霧島の日記(完結)

書く理由がなくなったので完結しました

2017.2.12

日曜日。昼前に起きた。

晴れていたので布団を干した。

 

昼からは演奏曲目の選曲会議を行った。

二人だけの小編成による小演奏の準備である。

二人で曲を出し合い、バランスを見ながらセットリストを整える。

 

その後、二人で昼食を食べに行ったが、お気に入りのイタリアンレストランは知らないうちに閉店していた。学生時代にゼミの教授と時々食べに行っていたところで、味も雰囲気も決して悪くなかった。その店は今は居抜きで別のイタリアンが入っていたが、僕が気に入っていたあの感じはすっかりなくなっていた。

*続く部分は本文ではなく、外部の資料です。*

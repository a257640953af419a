//! Same-page anchor navigation and scroll-spy highlighting.

use crate::dom::{Document, NodeId, ScrollBehavior};
use tracing::{debug, info};

const ANCHORS: &str = "a[href^=\"#\"]";

/// Vertical box of a `section[id]`, as seen by the scroll-spy.
#[derive(Debug, Clone, PartialEq)]
pub struct SectionBox {
    pub id: String,
    pub top: f64,
    pub height: f64,
}

/// Rendered height of the fixed `.header`, 0 when absent.
pub fn header_height(document: &Document) -> f64 {
    document
        .query(".header")
        .map(|header| document.offset_height(header))
        .unwrap_or(0.0)
}

/// Where to scroll so `target_top` lands `gap` below the fixed header.
pub fn anchor_scroll_position(target_top: f64, header_height: f64, gap: f64) -> f64 {
    target_top - header_height - gap
}

/// The section currently in view: the last one, in document order, whose
/// shifted range `[top - header - offset, top - header - offset + height)`
/// contains `scroll_y`.
pub fn current_section(
    sections: &[SectionBox],
    scroll_y: f64,
    header_height: f64,
    offset: f64,
) -> Option<&str> {
    sections
        .iter()
        .filter(|section| {
            let top = section.top - header_height - offset;
            scroll_y >= top && scroll_y < top + section.height
        })
        .last()
        .map(|section| section.id.as_str())
}

pub fn section_boxes(document: &Document) -> Vec<SectionBox> {
    document
        .query_all("section[id]")
        .into_iter()
        .map(|node| {
            let element = document.element(node);
            SectionBox {
                id: element.id().unwrap_or_default().to_string(),
                top: element.layout().top,
                height: element.layout().height,
            }
        })
        .collect()
}

/// Mark exactly the `.nav-link` pointing at the current section as active.
///
/// Returns the id of the current section, if any.
pub fn update_active_nav(document: &mut Document, offset: f64) -> Option<String> {
    let current = current_section(
        &section_boxes(document),
        document.window.scroll_y,
        header_height(document),
        offset,
    )
    .map(str::to_string);

    let expected = current.as_ref().map(|id| format!("#{}", id));
    for link in document.query_all(".nav-link[href^=\"#\"]") {
        let element = document.element_mut(link);
        element.remove_class("active-nav");
        if expected.is_some() && element.attribute("href") == expected.as_deref() {
            element.add_class("active-nav");
        }
    }
    debug!("Active section: {:?}", current);
    current
}

/// The same-page anchor a click on `target` lands on, if any.
pub fn anchor_for(document: &Document, target: NodeId) -> Option<NodeId> {
    document.closest(target, ANCHORS)
}

/// Smooth-scroll to the element `anchor` points at.
///
/// Returns the scroll position, or `None` when the destination does not
/// exist (nothing happens then).
pub fn navigate(document: &mut Document, anchor: NodeId, gap: f64) -> Option<f64> {
    let href = document.element(anchor).attribute("href")?.to_string();
    info!("Navigation clicked: {}", href);

    let destination = document.get_element_by_id(href.strip_prefix('#')?)?;
    let position = anchor_scroll_position(
        document.offset_top(destination),
        header_height(document),
        gap,
    );
    document.window.scroll_to(position, ScrollBehavior::Smooth);
    Some(position)
}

昔付き合っていた彼女がその店でバイトをしていたので、店に入るとその人のことを思い出すが、別に大して好きでもなかったし、感慨だとかそういう湿った感情は湧かない。

 

家に帰ってからはうたた寝したり、楽器の練習をしたりした。

 

何をしていても、いつの瞬間も意中の女性のことが頭にある。傷心でもないし、向こうはこちらの気持ちをわかっているのに、どうしても悲恋の感覚があり、こんな恋の形もあるのかと困惑している。

 

夕食の後に散歩に行った。散歩道には神社がある。僕には特段の宗教的主義もないが、神社の持つ視覚的な美的感覚は味わいがある。ほんの少しの時間、そこで一人静かに過ごしていると、心の慰みが得られるような気がするのだ。